There is just something special about comebacks. We'll call it Captain Kirk Syndrome: We have a hero, we know he's great, but he's getting beaten up. We see he's losing, but in our heart of hearts we know he is the superior man and cannot conceive of a universe in which our hero fails. This dovetails nicely into the American aversion to dramatic tragedy, but that's a conversation for another time.

(In other news, Go Devine Warhorses!, the Official Texas High School Football Team of Warhorses of Letters. They're playing Liberty Hill Panthers in the play-offs tonight.


* The hair in the picture is nothing to do with his religion. It's what his teammates got him to do when he was a rookie and he had to take a few pranks. So, in that sense, it is to do with his religion.

3 comments:

angelina said...

I wouldn't say it's unbearable, but I may just be extra good at tuning the hysteria out. Also, my team doesn't face him until week 15. I feel like (hope that?) the issue may have played itself out by then.

Robert Hudson said...

I should be less confident - I get large chunks of what I know from Football Outsiders, The Fifth Down and Hang Up and Listen (as is obvious to readers of this blog!) and I dare say they are three groups which would face the specific issue of Tebowmania more often and more annoyingly than anyone else.

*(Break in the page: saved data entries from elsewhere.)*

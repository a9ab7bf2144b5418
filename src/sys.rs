//! The kernel module system calls
//!
//! Everything that actually talks to the kernel goes through [`Kernel`].
//! [`System`] is the real thing, backed by [`nix::kmod`].
use std::{
    ffi::CStr,
    os::unix::io::{AsRawFd, BorrowedFd},
};

use log::trace;
use nix::kmod::{delete_module, finit_module, init_module};

pub use nix::kmod::{DeleteModuleFlags as UnloadFlags, ModuleInitFlags as LoadFlags};

/// The kernel module system calls.
///
/// Implementations must issue exactly one kernel request per call and
/// report its result as-is.
pub trait Kernel {
    /// `finit_module(2)`
    ///
    /// `fd` is borrowed for the duration of the call, and never closed.
    fn finit_module(&self, fd: BorrowedFd<'_>, params: &CStr, flags: LoadFlags)
        -> nix::Result<()>;

    /// `init_module(2)`
    fn init_module(&self, image: &[u8], params: &CStr) -> nix::Result<()>;

    /// `delete_module(2)`
    fn delete_module(&self, name: &CStr, flags: UnloadFlags) -> nix::Result<()>;
}

impl<K: Kernel + ?Sized> Kernel for &K {
    fn finit_module(
        &self,
        fd: BorrowedFd<'_>,
        params: &CStr,
        flags: LoadFlags,
    ) -> nix::Result<()> {
        (**self).finit_module(fd, params, flags)
    }

    fn init_module(&self, image: &[u8], params: &CStr) -> nix::Result<()> {
        (**self).init_module(image, params)
    }

    fn delete_module(&self, name: &CStr, flags: UnloadFlags) -> nix::Result<()> {
        (**self).delete_module(name, flags)
    }
}

/// The running Linux kernel
#[derive(Debug, Default, Clone, Copy)]
pub struct System;

impl Kernel for System {
    fn finit_module(
        &self,
        fd: BorrowedFd<'_>,
        params: &CStr,
        flags: LoadFlags,
    ) -> nix::Result<()> {
        trace!("finit_module({}, {:?}, {:?})", fd.as_raw_fd(), params, flags);
        finit_module(&fd, params, flags)
    }

    fn init_module(&self, image: &[u8], params: &CStr) -> nix::Result<()> {
        trace!("init_module(<{} bytes>, {:?})", image.len(), params);
        init_module(image, params)
    }

    fn delete_module(&self, name: &CStr, flags: UnloadFlags) -> nix::Result<()> {
        trace!("delete_module({:?}, {:?})", name, flags);
        delete_module(name, flags)
    }
}

/// A pretend kernel for tests.
///
/// Keeps its own registry of loaded module names, and records every call.
#[cfg(test)]
pub(crate) mod fake {
    use std::{
        cell::{Cell, RefCell},
        collections::{BTreeSet, VecDeque},
        ffi::CString,
        fs::File,
        os::unix::{fs::FileExt, io::RawFd},
    };

    use nix::errno::Errno;

    use super::*;

    /// A single recorded system call
    #[derive(Debug, Clone, PartialEq, Eq)]
    pub enum Call {
        Finit {
            fd: RawFd,
            /// Everything in `fd`, read from the start like the kernel does
            contents: Vec<u8>,
            params: CString,
            flags: LoadFlags,
        },
        Init {
            image: Vec<u8>,
            params: CString,
        },
        Delete {
            name: CString,
            flags: UnloadFlags,
        },
    }

    #[derive(Debug)]
    pub struct FakeKernel {
        /// Whether the caller has `CAP_SYS_MODULE`
        privileged: Cell<bool>,

        /// Currently "loaded" modules
        loaded: RefCell<BTreeSet<String>>,

        /// Names the next successful loads will register as.
        ///
        /// Loading with nothing queued acts like a file that isn't a module.
        incoming: RefCell<VecDeque<String>>,

        /// Errors to return before anything else, in order
        failures: RefCell<VecDeque<Errno>>,

        calls: RefCell<Vec<Call>>,
    }

    impl FakeKernel {
        pub fn new() -> Self {
            Self {
                privileged: Cell::new(true),
                loaded: RefCell::default(),
                incoming: RefCell::default(),
                failures: RefCell::default(),
                calls: RefCell::default(),
            }
        }

        pub fn unprivileged() -> Self {
            let k = Self::new();
            k.privileged.set(false);
            k
        }

        /// The next successful load registers `name`
        pub fn expect_load(&self, name: &str) {
            self.incoming.borrow_mut().push_back(name.into());
        }

        /// Pretend `name` is already loaded
        pub fn preload(&self, name: &str) {
            self.loaded.borrow_mut().insert(name.into());
        }

        /// The next call fails with `e`
        pub fn fail_next(&self, e: Errno) {
            self.failures.borrow_mut().push_back(e);
        }

        pub fn is_loaded(&self, name: &str) -> bool {
            self.loaded.borrow().contains(name)
        }

        pub fn calls(&self) -> Vec<Call> {
            self.calls.borrow().clone()
        }

        fn check(&self) -> nix::Result<()> {
            if let Some(e) = self.failures.borrow_mut().pop_front() {
                return Err(e);
            }
            if !self.privileged.get() {
                return Err(Errno::EPERM);
            }
            Ok(())
        }

        fn insert(&self) -> nix::Result<()> {
            self.check()?;
            let name = self
                .incoming
                .borrow_mut()
                .pop_front()
                .ok_or(Errno::ENOEXEC)?;
            if !self.loaded.borrow_mut().insert(name) {
                return Err(Errno::EEXIST);
            }
            Ok(())
        }
    }

    /// Read all of `fd` without moving its offset
    fn read_all(fd: BorrowedFd<'_>) -> nix::Result<Vec<u8>> {
        let file = File::from(fd.try_clone_to_owned().map_err(|_| Errno::EBADF)?);
        let len = file.metadata().map_err(|_| Errno::EBADF)?.len();
        let mut buf = vec![0; len as usize];
        file.read_exact_at(&mut buf, 0).map_err(|_| Errno::EIO)?;
        Ok(buf)
    }

    impl Kernel for FakeKernel {
        fn finit_module(
            &self,
            fd: BorrowedFd<'_>,
            params: &CStr,
            flags: LoadFlags,
        ) -> nix::Result<()> {
            let contents = read_all(fd)?;
            self.calls.borrow_mut().push(Call::Finit {
                fd: fd.as_raw_fd(),
                contents,
                params: params.into(),
                flags,
            });
            self.insert()
        }

        fn init_module(&self, image: &[u8], params: &CStr) -> nix::Result<()> {
            self.calls.borrow_mut().push(Call::Init {
                image: image.into(),
                params: params.into(),
            });
            self.insert()
        }

        fn delete_module(&self, name: &CStr, flags: UnloadFlags) -> nix::Result<()> {
            self.calls.borrow_mut().push(Call::Delete {
                name: name.into(),
                flags,
            });
            self.check()?;
            let name = name.to_str().map_err(|_| Errno::ENOENT)?;
            if !self.loaded.borrow_mut().remove(name) {
                return Err(Errno::ENOENT);
            }
            Ok(())
        }
    }
}
//! Storage layer for influxdb-backup
//!
//! Provides atomic file staging and publication with automatic directory
//! creation. The snapshot writer builds on these primitives.

pub mod file_io;

pub use file_io::{ensure_dir, stage_file, Published, StagedFile};
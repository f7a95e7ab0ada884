//! Window width parsing and calendar arithmetic
//!
//! Widths are written as a count followed by a unit letter: `m` (minutes),
//! `h` (hours), `d` (days), or `M` (calendar months), e.g. `8h` or `1d`.

use chrono::{DateTime, Datelike, Months, TimeDelta, Timelike, Utc};
use std::fmt;
use std::str::FromStr;

use crate::error::BackupError;

/// Calendar unit a window width is counted in
#[derive(Debug, Clone, Copy, PartialEq, Eq, Hash)]
pub enum WidthUnit {
    Minutes,
    Hours,
    Days,
    Months,
}

impl WidthUnit {
    fn suffix(self) -> char {
        match self {
            Self::Minutes => 'm',
            Self::Hours => 'h',
            Self::Days => 'd',
            Self::Months => 'M',
        }
    }

    fn from_suffix(c: char) -> Option<Self> {
        match c {
            'm' => Some(Self::Minutes),
            'h' => Some(Self::Hours),
            'd' => Some(Self::Days),
            'M' => Some(Self::Months),
            _ => None,
        }
    }
}

/// A positive window width, e.g. "8 hours" or "1 month"
#[derive(Debug, Clone, Copy, PartialEq, Eq, Hash)]
pub struct WindowWidth {
    count: u32,
    unit: WidthUnit,
}

impl WindowWidth {
    /// Create a width, rejecting a zero count
    pub fn new(count: u32, unit: WidthUnit) -> Result<Self, BackupError> {
        if count == 0 {
            return Err(BackupError::config("window width must be positive"));
        }
        Ok(Self { count, unit })
    }

    pub fn minutes(count: u32) -> Result<Self, BackupError> {
        Self::new(count, WidthUnit::Minutes)
    }

    pub fn hours(count: u32) -> Result<Self, BackupError> {
        Self::new(count, WidthUnit::Hours)
    }

    pub fn days(count: u32) -> Result<Self, BackupError> {
        Self::new(count, WidthUnit::Days)
    }

    pub fn months(count: u32) -> Result<Self, BackupError> {
        Self::new(count, WidthUnit::Months)
    }

    pub fn count(&self) -> u32 {
        self.count
    }

    pub fn unit(&self) -> WidthUnit {
        self.unit
    }

    /// Fixed duration of this width, or `None` for calendar months
    pub fn duration(&self) -> Option<TimeDelta> {
        let count = i64::from(self.count);
        match self.unit {
            WidthUnit::Minutes => TimeDelta::try_minutes(count),
            WidthUnit::Hours => TimeDelta::try_hours(count),
            WidthUnit::Days => TimeDelta::try_days(count),
            WidthUnit::Months => None,
        }
    }

    /// Move an instant forward by one width
    pub fn advance(&self, from: DateTime<Utc>) -> Option<DateTime<Utc>> {
        match self.unit {
            WidthUnit::Months => from.checked_add_months(Months::new(self.count)),
            _ => from.checked_add_signed(self.duration()?),
        }
    }

    /// Move an instant back by `times` widths
    pub fn retreat(&self, from: DateTime<Utc>, times: u32) -> Option<DateTime<Utc>> {
        let total = self.count.checked_mul(times)?;
        match self.unit {
            WidthUnit::Months => from.checked_sub_months(Months::new(total)),
            _ => {
                let step = self.duration()?;
                from.checked_sub_signed(step.checked_mul(i32::try_from(times).ok()?)?)
            }
        }
    }

    /// Truncate an instant down to the boundary of this width's unit
    ///
    /// Minutes align to the minute, hours to the hour, days to midnight UTC,
    /// and months to the first of the month.
    pub fn align_down(&self, instant: DateTime<Utc>) -> DateTime<Utc> {
        let date = instant.date_naive();
        let aligned = match self.unit {
            WidthUnit::Minutes => date.and_hms_opt(instant.hour(), instant.minute(), 0),
            WidthUnit::Hours => date.and_hms_opt(instant.hour(), 0, 0),
            WidthUnit::Days => date.and_hms_opt(0, 0, 0),
            WidthUnit::Months => date.with_day(1).and_then(|d| d.and_hms_opt(0, 0, 0)),
        };
        aligned.map(|naive| naive.and_utc()).unwrap_or(instant)
    }
}

impl fmt::Display for WindowWidth {
    fn fmt(&self, f: &mut fmt::Formatter<'_>) -> fmt::Result {
        write!(f, "{}{}", self.count, self.unit.suffix())
    }
}

impl FromStr for WindowWidth {
    type Err = BackupError;

    fn from_str(s: &str) -> Result<Self, Self::Err> {
        let s = s.trim();
        let invalid = || {
            BackupError::config(format!(
                "invalid interval '{}': expected a number followed by 'm' (minutes), \
                 'h' (hours), 'd' (days) or 'M' (months)",
                s
            ))
        };

        let unit_char = s.chars().last().ok_or_else(invalid)?;
        let unit = WidthUnit::from_suffix(unit_char).ok_or_else(invalid)?;
        let digits = &s[..s.len() - unit_char.len_utf8()];
        if digits.is_empty() || !digits.chars().all(|c| c.is_ascii_digit()) {
            return Err(invalid());
        }
        let count: u32 = digits.parse().map_err(|_| invalid())?;

        Self::new(count, unit)
    }
}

(I am always childishly excited to find NFL fans here. I am also glad to have converted a load of non-sports fans into Tanier-readers, but that's different.)

angelina said...

I may be wrong about that issue playing itself out any time soon... *checks today's scores*

I try to opt out of a lot of the football commentary mania, despite being a huge fan of the sport. This allows me to avoid worrying about whether Jesus loves my team as much as he loves Tebow, but does sometimes leave me out of step with the rest of the fans. I'm glad at least that when the Patriots play the Broncos it won't be a game that matters a great deal in the Pats' season.

I really enjoy your writing about it! It's usually such an overwhelmingly American experience (flags, anthems, American beer and truck ads, etc.) that it's great to have someone outside that give a new perspective. I've been noticing more baseball fans from the UK lately as well - are these games suddenly more available to watch than they used to be?